The EQ-5D-5L questionnaire is a five level five-dimensional (mobility, selfcare, usual activities, pain/discomfort, and anxiety/depression) preference-based tool for the observation and quantification of HRQoL. The majority of the Covid-19 cases in the present study were male (62%) and less than 50 years of age (68%). In the present study, data were collected and EuroQol utility index value was calculated as per Indian data set [23] for COVID-19 recovered Indian population after 6 months of confirmation of COVID-19. Index score value 0 denote for the death and 1 for the perfect health while negative value indicates life worse than death [30,31]. In the present study, the mean EQ-5D index score among COVID-19 patients on 6 months after discharge was 0.734 (SD = 0.228).
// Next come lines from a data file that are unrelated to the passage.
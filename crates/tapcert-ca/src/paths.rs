//! Filesystem layout of the CA storage directory.

use std::fs;
use std::path::{Path, PathBuf};

/// Locations of every artifact the pipeline reads or writes.
///
/// All files live flat in one storage directory (default `ca`). Shared
/// templates keep fixed names; per-domain artifacts are named after the
/// domain itself, so leaf material for multiple domains can coexist.
#[derive(Debug, Clone)]
pub struct CaPaths {
    dir: PathBuf,
}

impl Default for CaPaths {
    fn default() -> Self {
        Self::new("ca")
    }
}

impl CaPaths {
    pub fn new(dir: impl Into<PathBuf>) -> Self {
        Self { dir: dir.into() }
    }

    pub fn dir(&self) -> &Path {
        &self.dir
    }

    /// Create the storage directory if it does not exist yet.
    pub fn ensure_dir(&self) -> crate::Result<()> {
        fs::create_dir_all(&self.dir)?;
        Ok(())
    }

    /// CA private key (`ca.key`).
    pub fn ca_key(&self) -> PathBuf {
        self.dir.join("ca.key")
    }

    /// Self-signed CA certificate (`ca.crt`).
    pub fn ca_cert(&self) -> PathBuf {
        self.dir.join("ca.crt")
    }

    /// Serial-number state written as a side effect of signing (`ca.srl`).
    pub fn serial(&self) -> PathBuf {
        self.dir.join("ca.srl")
    }

    /// Shared base request template (`openssl.cnf`).
    pub fn base_config(&self) -> PathBuf {
        self.dir.join("openssl.cnf")
    }

    /// CA-only extension profile (`v3_ca.cnf`).
    pub fn ca_extensions(&self) -> PathBuf {
        self.dir.join("v3_ca.cnf")
    }

    /// Leaf-only extension profile (`v3_req.cnf`).
    pub fn leaf_extensions(&self) -> PathBuf {
        self.dir.join("v3_req.cnf")
    }

    /// Per-domain subject-alt-name block (`<domain>.cnf`).
    pub fn domain_config(&self, domain: &str) -> PathBuf {
        self.dir.join(format!("{domain}.cnf"))
    }

    /// Per-domain subject line (`<domain>.subj`).
    pub fn domain_subject(&self, domain: &str) -> PathBuf {
        self.dir.join(format!("{domain}.subj"))
    }

    /// Per-domain leaf private key (`<domain>.key`).
    pub fn domain_key(&self, domain: &str) -> PathBuf {
        self.dir.join(format!("{domain}.key"))
    }

    /// Per-domain leaf certificate (`<domain>.crt`).
    pub fn domain_cert(&self, domain: &str) -> PathBuf {
        self.dir.join(format!("{domain}.crt"))
    }

    /// Per-domain signing request, removed once the leaf is issued
    /// (`<domain>.csr`).
    pub fn domain_csr(&self, domain: &str) -> PathBuf {
        self.dir.join(format!("{domain}.csr"))
    }
}

#[cfg(test)]
mod tests {
    use super::*;

    #[test]
    fn default_storage_dir_is_ca() {
        let paths = CaPaths::default();
        assert_eq!(paths.ca_key(), PathBuf::from("ca/ca.key"));
        assert_eq!(paths.domain_cert("example.com"), PathBuf::from("ca/example.com.crt"));
    }

    #[test]
    fn domain_artifacts_are_named_after_the_domain() {
        let paths = CaPaths::new("/tmp/store");
        assert_eq!(
            paths.domain_subject("api.openai.com"),
            PathBuf::from("/tmp/store/api.openai.com.subj")
        );
        assert_eq!(
            paths.domain_csr("api.openai.com"),
            PathBuf::from("/tmp/store/api.openai.com.csr")
        );
    }

    #[test]
    fn ensure_dir_creates_nested_directories() {
        let tmp = tempfile::tempdir().unwrap();
        let paths = CaPaths::new(tmp.path().join("nested/ca"));
        paths.ensure_dir().unwrap();
        assert!(paths.dir().is_dir());
    }
}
This means that patients who suffered from COVID-19 lost an average of 26.6% of their HRQoL. This finding is similar to a study in Iran that reports an EQ-5D index score of 0.612 [32] and a Belgian study with an EQ-5D index score of 0.620 [33], but our findings are substantially lower than those of studies from Norway (EQ-5D index score: 0.820) [34], China (EQ-5D index score: 0.949) and Hong Kong (EQ-5D index score: 0.897). [35,36]. Variations in the HRQOL evaluation method employed (i.e., health utility tariff, tools, scale, study participant sampling) may also, to some extent, contribute to the discrepancy. Visual Analog Scale (VAS) is a most widely used simple and practical approach to elicit patient health value functions, through evaluating their own health-related quality of life [37-39]. The overall mean VAS score was 72.83 (median = 80) in our study. This was similar with study from Egypt (72.2) [35], Peru (76) [36], Spain (66.36) [32], China (85.52) [35]. and Addis Ababa, Ethiopia (69.44)[40].    

However, our study has some limitations. First, because the study collected HRQoL data based on patient preferences, the patients might over or underestimated their health status during the interview. Moreover, due to the study’s cross-sectional design, we could not compare the HRQoL of patients before the Covid-19 infection.

Conclusion

The Covid-19 disease substantially impaired the HRQoL of Indian patients for a sustained period. Therefore, close clinical follow up and psychological treatment should be encouraged. This study helps policymakers and other authorities to develop policy for overcoming issues affecting quality of life of Covid-19 patients.